Jean-René Lemoine La représentation que j’ai vue récemment au TNS (c’était ta dernière) était calme également mais… Valérie Dréville C’était la plus calme des représentations qu’on ait faites à Strasbourg et ensuite à Paris. Jean-René Lemoine … en même temps je sentais dans le public, derrière moi, une résistance, une résistance silencieuse, une difficulté à accepter. C’était comme si tu leur tendais la main en leur disant : « Je vous emmène vers l’inconnu. Je vous propose une autre vision du féminin. » Cela provoquait un effroi. Et cet effroi n’était pas le même pour les femmes que pour les hommes. Valérie Dréville Oui, c’est sûr. Jean-René Lemoine Chez les hommes il y avait une terreur − comme une panique de castration − à accepter soudain d’être dans la position passive, c’est-à-dire, dans le plus beau sens du terme, la position de celui à qui on délivre, à qui on enseigne quelque chose de radicalement différent. Et j’avais le sentiment que pour les femmes, c’était une autre terreur, qu’elles auraient pu mourir de se dire : « Je ne me suis jamais permis cela. » Valérie Dréville Oui, tout à fait. Mais, tu sais, je pense que c’est la même terreur que celle que j’ai pu ressentir moi, finalement, la même résistance, le même manque de foi : « Non, je ne peux pas, moi je suis une femme, je ne suis pas ça. » Faire ce chemin-là vers cette puissance, cette assurance. Se dire : « C’est ça, ce n’est pas autre chose. » Jean-René Lemoine Il y a une question qui me taraude. Pourquoi est-ce que finalement, maintenant, aujourd’hui, on accepte plus facilement que ce soit l’homme qui échappe à la définition, qui ne soit « ni homme ni femme » ? Valérie Dréville Oui… Et moi aussi, je voudrais te retourner la question… Parce que toi aussi tu provoques un trouble. Jean-René Lemoine Oui, je provoque un trouble. Mais je crois que le trouble est beaucoup plus accepté pour moi que pour toi.

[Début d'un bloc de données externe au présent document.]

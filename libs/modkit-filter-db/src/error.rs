use modkit_filter::FilterError;

/// Errors that can occur while building or executing a filtered query.
#[derive(thiserror::Error, Debug)]
pub enum FilterDbError {
    /// Database error occurred during query execution.
    #[error("database error: {0}")]
    Db(#[from] sea_orm::DbErr),

    /// Filter engine rejected the request (unknown filter, bad parameter, ...).
    #[error(transparent)]
    Filter(#[from] FilterError),

    /// An enabled filter references a field the entity maps to no column.
    #[error("entity '{entity}' has no column for field '{field}'")]
    UnmappedField {
        entity: &'static str,
        field: &'static str,
    },

    #[error("entity '{0}' is not soft-deletable")]
    NotSoftDeletable(&'static str),

    #[error("invalid query: {0}")]
    Invalid(&'static str),
}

Jean-René Lemoine, novembre 2016 © Jean-Louis Fernandez

Valérie Dréville Oui, c’est vrai. Jean-René Lemoine Ce qu’ils ont du mal à accepter, c’est que toi tu prennes une position dominante. Et précisons-le, elle n’est pas dominante dans le sens où tu prétendrais détenir la vérité. Tu dis juste : « Vous ne savez pas ce que je suis. Je ne le sais peut-être pas moi-même. Mais vous allez devoir m’écouter telle que je suis. » Et cela semble insupportable, en tout cas à bon nombre de gens. Alors que de mon côté, il y a une séduction qui s’opère, un va-et-vient permanent entre séduction et effroi. J’amène les spectateurs vers la séduction, ils me suivent et ensuite, ils se glacent. Valérie Dréville Ils sont pris. Tu les as déjà pris. Tu es comme une araignée. Tu tisses ta toile, ils sont pris et après ils ne peuvent plus bouger. Moi j’ai senti ça, très fort, quand tu as joué Médée poème enragé à Strasbourg. Très vite. Il y a une espèce de fascination. Une attirance.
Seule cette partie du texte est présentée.